The research of taxi data is a major issue in the field of smart transportation. The forecast of taxi flow is more vulnerable to the local road network. This study presented the TaxiInt model, a convolutional neural network with an attention mechanism and spatial-temporal correlation of taxi flow embedded. TaxiInt focuses on the learning of distribution of taxis in different city blocks from different time slices. By converting trajectory data into a graph structure, it can predict the taxi flow of backbone road nodes at urban hotspots in different time slices. It removes the dependence on the OD information from the prediction and reduces the requirements for the high-precision datasets. Moreover, compared with the passenger OD information, the trajectory distribution of taxis contains much more information about the traffic conditions.

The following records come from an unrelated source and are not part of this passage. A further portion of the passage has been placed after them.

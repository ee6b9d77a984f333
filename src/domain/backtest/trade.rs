use crate::domain::signal::SignalKind;

#[derive(Debug, Clone, Copy, PartialEq, Eq)]
pub enum ExitReason {
    TakeProfit,
    StopLoss,
    Signal,
    EndOfData,
}

#[derive(Debug, Clone)]
pub struct BacktestTrade {
    pub trade_id: String,
    pub strategy_name: String,
    pub kind: SignalKind,
    pub entry_time: i64,
    pub entry_price: f64,
    pub entry_bar: usize,
    pub exit_time: Option<i64>,
    pub exit_price: Option<f64>,
    pub exit_bar: Option<usize>,
    pub exit_reason: Option<ExitReason>,
    pub stop_loss: f64,
    pub take_profit: f64,
    pub position_size: f64,
    pub risk_amount: f64,
    pub pnl: f64,
    pub pnl_percent: f64,
    pub r_multiple: f64,
}

impl BacktestTrade {
    pub fn is_closed(&self) -> bool {
        self.exit_price.is_some()
    }

    pub fn is_winner(&self) -> bool {
        self.pnl > 0.0
    }
}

The experimental results demonstrate the effectiveness of the model in predicting the taxi flow at hotspots. In future research, we intend to introduce more information about the activities of urban residents to expand and enrich the functionalities of the model. So, it can be helpful for the city’s municipal planning.

#### Data Availability

The data used to support the findings of this study are available from the corresponding author upon request.

#### Conflicts of Interest

The authors declare that they have no conflicts of interest.

#### Acknowledgments

This work was supported by the China Postdoctoral Science Foundation (2019M662112) and the Scientific Research Foundation of Shaoxing University (20195024).